Open-Source Data-Driven Cross-Domain Road Detection From Very High Resolution Remote Sensing Imagery

IEEE Trans Image Process. 2022:31:6847-6862. doi: 10.1109/TIP.2022.3216481. Epub 2022 Nov 3.

Abstract

High-precision road detection from very high resolution (VHR) remote sensing images has broad application value. However, the most advanced deep learning based methods often fail to identify roads when there is a distribution discrepancy between the training samples and test samples, due to their limited generalization ability. In this paper, to address this problem, an open-source data-driven domain-specific representation (OSM-DOER) framework is proposed for cross-domain road detection. On the one hand, as the spatial structure information of the source and target domains is similar, but the texture information is different, the domain-specific representation (DOER) framework is proposed, which not only aligns the distributions of the spatial structure information, but also learns the domain-specific texture information. Furthermore, in order to enhance the representation of the target domain data distribution, open-source and freely available OpenStreetMap (OSM) road centerline data are utilized to generate target domain samples, which are then used in the network training as the supervised information for the target domain.
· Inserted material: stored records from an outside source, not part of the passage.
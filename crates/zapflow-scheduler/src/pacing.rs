//! Pacing: whether a send may start now, and how long to wait afterwards.
//!
//! Jitter keeps consecutive sends from forming a fixed, detectable rhythm.

use chrono::{DateTime, NaiveDate, NaiveTime, Utc};
use chrono_tz::Tz;
use rand::Rng;
use std::time::Duration;
use zapflow_core::clock;

use crate::job::{BusinessHours, PacingConfig, SendQuota};

/// No window configured means sends are always allowed.
pub fn within_allowed_window(window: Option<&BusinessHours>, now: NaiveTime) -> bool {
    window.is_none_or(|w| w.contains(now))
}

/// Sends left today. A counter stamped with an older date counts as zero.
pub fn quota_remaining(quota: &SendQuota, today: NaiveDate) -> i64 {
    let sent = if quota.last_reset_date != today {
        0
    } else {
        quota.sent_today as i64
    };
    quota.daily_limit as i64 - sent
}

/// Uniform integer in `[min, max]`, both inclusive. Inverted bounds are swapped.
pub fn next_delay_with<R: Rng + ?Sized>(rng: &mut R, min_secs: u64, max_secs: u64) -> u64 {
    let (lo, hi) = if min_secs <= max_secs {
        (min_secs, max_secs)
    } else {
        (max_secs, min_secs)
    };
    rng.gen_range(lo..=hi)
}

pub fn next_delay(min_secs: u64, max_secs: u64) -> u64 {
    next_delay_with(&mut rand::thread_rng(), min_secs, max_secs)
}

/// True every `pause_after` successful sends. `pause_after == 0` disables batching.
pub fn batch_pause_needed(sent_since_last_pause: u32, pause_after: u32) -> bool {
    pause_after > 0 && sent_since_last_pause >= pause_after
}

/// A job's pacing rules bound to the timezone its windows are expressed in.
#[derive(Debug, Clone)]
pub struct PacingPolicy {
    pacing: PacingConfig,
    window: Option<BusinessHours>,
    tz: Tz,
}

impl PacingPolicy {
    pub fn new(pacing: PacingConfig, window: Option<BusinessHours>, tz: Tz) -> Self {
        Self { pacing, window, tz }
    }

    pub fn window(&self) -> Option<&BusinessHours> {
        self.window.as_ref()
    }

    /// Gates starting a send only; a send in flight is never interrupted.
    pub fn sending_allowed(&self, now: DateTime<Utc>) -> bool {
        within_allowed_window(self.window.as_ref(), clock::local_time(now, self.tz))
    }

    pub fn today(&self, now: DateTime<Utc>) -> NaiveDate {
        clock::local_date(now, self.tz)
    }

    pub fn quota_remaining(&self, quota: &SendQuota, now: DateTime<Utc>) -> i64 {
        quota_remaining(quota, self.today(now))
    }

    pub fn next_delay(&self) -> Duration {
        Duration::from_secs(next_delay(self.pacing.min_delay_secs, self.pacing.max_delay_secs))
    }

    pub fn batch_pause_needed(&self, sent_since_last_pause: u32) -> bool {
        batch_pause_needed(sent_since_last_pause, self.pacing.pause_after)
    }

    pub fn batch_pause_duration(&self) -> Duration {
        Duration::from_secs(self.pacing.pause_duration_secs)
    }
}

#[cfg(test)]
mod tests {
    use super::*;
    use chrono::TimeZone;

    fn quota(sent: u32, limit: u32, date: NaiveDate) -> SendQuota {
        SendQuota {
            instance_id: "i1".into(),
            sent_today: sent,
            daily_limit: limit,
            last_reset_date: date,
        }
    }

    #[test]
    fn test_delay_within_bounds() {
        let mut rng = rand::thread_rng();
        for _ in 0..500 {
            let d = next_delay_with(&mut rng, 3, 9);
            assert!((3..=9).contains(&d));
        }
    }

    #[test]
    fn test_fixed_delay() {
        for _ in 0..50 {
            assert_eq!(next_delay(5, 5), 5);
        }
    }

    #[test]
    fn test_inverted_bounds_are_swapped() {
        for _ in 0..50 {
            let d = next_delay(10, 2);
            assert!((2..=10).contains(&d));
        }
    }

    #[test]
    fn test_batch_pause() {
        assert!(!batch_pause_needed(1, 2));
        assert!(batch_pause_needed(2, 2));
        assert!(!batch_pause_needed(100, 0));
    }

    #[test]
    fn test_quota_same_day() {
        let today = NaiveDate::from_ymd_opt(2026, 5, 4).unwrap();
        assert_eq!(quota_remaining(&quota(7, 10, today), today), 3);
        assert_eq!(quota_remaining(&quota(10, 10, today), today), 0);
    }

    #[test]
    fn test_quota_resets_on_new_day() {
        let yesterday = NaiveDate::from_ymd_opt(2026, 5, 3).unwrap();
        let today = NaiveDate::from_ymd_opt(2026, 5, 4).unwrap();
        assert_eq!(quota_remaining(&quota(10, 10, yesterday), today), 10);
    }

    #[test]
    fn test_window_in_local_time() {
        let tz: Tz = "America/Sao_Paulo".parse().unwrap();
        let policy = PacingPolicy::new(
            PacingConfig::default(),
            BusinessHours::parse("08:00", "18:00"),
            tz,
        );
        // 12:00 UTC = 09:00 local.
        assert!(policy.sending_allowed(Utc.with_ymd_and_hms(2026, 5, 4, 12, 0, 0).unwrap()));
        // 23:00 UTC = 20:00 local.
        assert!(!policy.sending_allowed(Utc.with_ymd_and_hms(2026, 5, 4, 23, 0, 0).unwrap()));
    }

    #[test]
    fn test_no_window_always_allowed() {
        assert!(within_allowed_window(None, NaiveTime::from_hms_opt(3, 0, 0).unwrap()));
    }
}
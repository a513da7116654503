//! Turns a work item into a concrete send: which instance, to which phone,
//! with what text. Campaign contacts and warm-up pairs share the loop and
//! only differ here.

use rand::seq::SliceRandom;
use std::collections::HashMap;
use std::sync::Arc;
use thiserror::Error;
use zapflow_channels::{normalize_phone, render_template};
use zapflow_core::error::ZapflowError;

use crate::job::{DispatchJob, DispatchTarget, NewItem, SendingInstance, WorkItem};
use crate::persistence::DispatchDb;

#[derive(Debug, Error)]
pub enum ResolveError {
    /// The item cannot be sent; it is failed with this reason.
    #[error("{0}")]
    Unresolvable(String),
    #[error(transparent)]
    Storage(#[from] ZapflowError),
}

/// Everything the sender needs for one item.
#[derive(Debug, Clone)]
pub struct ResolvedSend {
    pub instance: SendingInstance,
    pub recipient: String,
    pub text: String,
}

#[derive(Clone)]
pub struct TargetResolver {
    db: Arc<DispatchDb>,
    country_code: String,
}

impl TargetResolver {
    pub fn new(db: Arc<DispatchDb>, country_code: impl Into<String>) -> Self {
        Self {
            db,
            country_code: country_code.into(),
        }
    }

    pub fn resolve(&self, job: &DispatchJob, item: &WorkItem) -> Result<ResolvedSend, ResolveError> {
        match &item.target {
            DispatchTarget::Contact { phone, name } => {
                self.resolve_contact(job, item, phone, name.as_deref())
            }
            DispatchTarget::InstancePair {
                from_instance,
                to_instance,
            } => self.resolve_pair(job, item, from_instance, to_instance),
        }
    }

    fn connected_instance(&self, id: &str) -> Result<SendingInstance, ResolveError> {
        match self.db.get_instance(id)? {
            Some(i) if i.connected => Ok(i),
            Some(i) => Err(ResolveError::Unresolvable(format!(
                "instance '{}' is disconnected",
                i.name
            ))),
            None => Err(ResolveError::Unresolvable(format!("instance {id} not found"))),
        }
    }

    fn resolve_contact(
        &self,
        job: &DispatchJob,
        item: &WorkItem,
        phone: &str,
        name: Option<&str>,
    ) -> Result<ResolvedSend, ResolveError> {
        let Some(instance_id) = job.instance_id.as_deref() else {
            return Err(ResolveError::Unresolvable("campaign has no sending instance".into()));
        };
        let instance = self.connected_instance(instance_id)?;

        let recipient = normalize_phone(phone, &self.country_code);
        if recipient.is_empty() {
            return Err(ResolveError::Unresolvable(format!("invalid phone '{phone}'")));
        }

        let mut vars: HashMap<String, String> = item.variables.clone();
        vars.entry("phone".into()).or_insert_with(|| phone.to_string());
        if let Some(name) = name {
            vars.entry("name".into()).or_insert_with(|| name.to_string());
        }

        Ok(ResolvedSend {
            instance,
            recipient,
            text: render_template(&job.message_template, &vars),
        })
    }

    fn resolve_pair(
        &self,
        job: &DispatchJob,
        item: &WorkItem,
        from_id: &str,
        to_id: &str,
    ) -> Result<ResolvedSend, ResolveError> {
        if from_id == to_id {
            return Err(ResolveError::Unresolvable("instance cannot warm itself".into()));
        }
        let from = self.connected_instance(from_id)?;
        let Some(to) = self.db.get_instance(to_id)? else {
            return Err(ResolveError::Unresolvable(format!("instance {to_id} not found")));
        };

        let recipient = normalize_phone(&to.phone, &self.country_code);
        if recipient.is_empty() {
            return Err(ResolveError::Unresolvable(format!(
                "instance '{}' has no phone number",
                to.name
            )));
        }

        let template = match item.variables.get("message") {
            Some(m) if !m.trim().is_empty() => m.clone(),
            _ => job
                .message_pool
                .choose(&mut rand::thread_rng())
                .cloned()
                .ok_or_else(|| ResolveError::Unresolvable("message pool is empty".into()))?,
        };

        let mut vars = item.variables.clone();
        vars.insert("from".into(), from.name.clone());
        vars.insert("to".into(), to.name.clone());

        Ok(ResolvedSend {
            instance: from,
            recipient,
            text: render_template(&template, &vars),
        })
    }
}

/// Ordered pairs of distinct connected instances, every combination once per
/// round. Disconnected instances are skipped.
pub fn plan_warming_pairs(instances: &[SendingInstance], rounds: u32) -> Vec<NewItem> {
    let connected: Vec<&SendingInstance> = instances.iter().filter(|i| i.connected).collect();
    let mut items = Vec::new();
    if connected.len() < 2 {
        return items;
    }
    for _ in 0..rounds {
        for from in &connected {
            for to in &connected {
                if from.id != to.id {
                    items.push(NewItem::pair(&from.id, &to.id));
                }
            }
        }
    }
    items
}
Finally, to verify the superiority of the proposed OSM-DOER framework, we conducted extensive experiments with the public SpaceNet and DeepGlobe road datasets, and large-scale road datasets from Birmingham in the UK and Shanghai in China. The experimental results demonstrate that the proposed OSM-DOER framework shows obvious advantages over the mainstream road detection methods, and the use of OSM road centerline data has great potential for the road detection task.